Sarah Polley & Terry Gilliam, The Torturer’s Apprentice

Violence is everywhere these days. Excuse me for stating the obvious. I’ve recently seen an adaptation of Shakespeare’s Titus Andronicus that plays with our imaginations, encouraging us to feel for the people getting hurt in the play. Sometimes it’s much more scary to do it offstage, to encourage our fear and our creepy thoughts rather than being gory and graphic…

So I have a question.

Did you ever buy a book, and immediately turn to the one passage you wanted to read?

One went to the piano, one went to Erika (Mary Trump) but first Sarah Polley.

That’s what I did when I got Sarah Polley’s essay collection Run Towards the Danger.

I wanted to read the section I first heard about in social media, concerning her work on The Adventures of Baron Munchausen, Terry Gilliam’s 1988 film.

What I am about to say may sound a bit like Friedrich Nietzsche talking about Richard Wagner, which is a really corny nerdy pretentious way of saying that something that seemed to have me under a magic spell no longer has that power, because the magic has worn off, and now I am turning on the one I love, perhaps upset that the magic is no longer working. I mention Nietzsche because when he turned on Wagner he denied the love that used to be there; and supposedly on his death-bed he repented his angry denunciation, and admitted his love, renewing his old vows.

So let me be clear, let me be honest. I don’t think any film has ever touched me so deeply as Gilliam’s Baron. The year I re-married I felt reborn. I saw the film multiple times on the big screen in 1989. And I saw it on video many more times in the 1990s, sometimes in the company of a daughter roughly as young as Sally, the character Polley played in the film. It’s a visionary film about fantasy and the power of story-telling. While my love for the film has now faded somewhat, its lustre tarnished by my recent discoveries, I won’t lie. I’m still mesmerized by a combination of the glamour of the Monty Python aura surrounding Gilliam and his friends, and the mad admiration I still have for his work. I think too that Michael Kamen needs to get some of the credit for how I experience Gilliam’s Baron Munchausen given that Kamen’s perfect orchestral score is one of the most impressive I’ve ever encountered, the music plus the poetry of the story twisting me around its finger.

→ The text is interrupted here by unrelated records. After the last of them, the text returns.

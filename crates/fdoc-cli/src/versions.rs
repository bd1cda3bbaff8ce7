//! # Versions Subcommand
//!
//! Lists the version directories of a versioned tree in natural order and
//! marks the default (latest) one.

use std::path::PathBuf;

use anyhow::{Context, Result};
use clap::Args;
use fdoc_core::FdocConfig;
use fdoc_model::MetaService;

use crate::resolve_root;

/// Arguments for the `fdoc versions` subcommand.
#[derive(Args, Debug)]
pub struct VersionsArgs {
    /// Root of the versioned tree. Defaults to the configured service path.
    #[arg(value_name = "PATH")]
    pub path: Option<PathBuf>,
}

/// Execute the versions subcommand.
///
/// Returns exit code: 0 when at least one version exists, 1 otherwise.
pub fn run_versions(args: &VersionsArgs, config: &FdocConfig) -> Result<u8> {
    let root = resolve_root(args.path.as_deref(), config);
    let meta = MetaService::load(&root, true)
        .with_context(|| format!("failed to load versioned tree at {}", root.display()))?;

    let versions = meta.versions();
    if versions.is_empty() {
        println!("No versions found under {}", root.display());
        return Ok(1);
    }

    let default = meta.default_version();
    for version in versions {
        let services = meta.services(Some(version))?.len();
        let marker = if Some(version) == default { " (default)" } else { "" };
        println!("{version}: {services} service(s){marker}");
    }
    Ok(0)
}
//! A recorded HTTP exchange.

use fdoc_core::HttpMethod;
use serde::{Deserialize, Serialize};
use serde_json::Value;

/// One request/response pair to check against the declarations.
///
/// Bodies are optional; a JSON `null` body is treated as absent.
#[derive(Debug, Clone, PartialEq, Serialize, Deserialize)]
pub struct Exchange {
    /// HTTP verb of the request.
    pub method: HttpMethod,
    /// Request URL. Origin, query string and fragment are ignored.
    pub url: String,
    /// Response status.
    #[serde(alias = "status")]
    pub status_code: u16,
    /// Request body, if any.
    #[serde(default, skip_serializing_if = "Option::is_none")]
    pub request_body: Option<Value>,
    /// Response body, if any.
    #[serde(default, skip_serializing_if = "Option::is_none")]
    pub response_body: Option<Value>,
}

impl Exchange {
    /// An exchange without bodies.
    pub fn new(method: HttpMethod, url: impl Into<String>, status_code: u16) -> Self {
        Self {
            method,
            url: url.into(),
            status_code,
            request_body: None,
            response_body: None,
        }
    }

    pub fn with_request_body(mut self, body: Value) -> Self {
        self.request_body = Some(body);
        self
    }

    pub fn with_response_body(mut self, body: Value) -> Self {
        self.response_body = Some(body);
        self
    }
}

#[cfg(test)]
mod tests {
    use super::*;
    use serde_json::json;

    #[test]
    fn test_deserialize_recorded_exchange() {
        let raw = json!({
            "method": "POST",
            "url": "https://api.example.com/widgets?dry_run=1",
            "status": 201,
            "request_body": { "name": "sprocket" },
            "response_body": null
        });
        let exchange: Exchange = serde_json::from_value(raw).unwrap();
        assert_eq!(exchange.method, HttpMethod::Post);
        assert_eq!(exchange.status_code, 201);
        assert_eq!(exchange.request_body, Some(json!({ "name": "sprocket" })));
        assert_eq!(exchange.response_body, None);
    }

    #[test]
    fn test_lowercase_method_in_recording() {
        let exchange: Exchange =
            serde_json::from_str(r#"{"method":"get","url":"/widgets/1","status_code":200}"#)
                .unwrap();
        assert_eq!(exchange.method, HttpMethod::Get);
    }

    #[test]
    fn test_serialize_skips_absent_bodies() {
        let exchange = Exchange::new(HttpMethod::Get, "/widgets/1", 200);
        let value = serde_json::to_value(&exchange).unwrap();
        assert_eq!(
            value,
            json!({ "method": "GET", "url": "/widgets/1", "status_code": 200 })
        );
    }
}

But: as a parent it was hair-raising to read Polley’s account of her experiences making the film. I feel sick, disgusted. While there were moments when we saw young Sally seemingly in danger, I never suspected that the film gave her PTSD, that she repeatedly experienced danger at least subjectively. That is the least of it, that the young impressionable girl was terrified. But sometimes the danger was real. For years something as innocent as the slamming of a car door could trigger Polley’s flashbacks. If you read her book you will probably change your views of Gilliam.

His blithe rock-star swagger, arrogantly laughing off the wreck & ruin he caused over and over: makes me crazy. It’s so normal that we worship our idols.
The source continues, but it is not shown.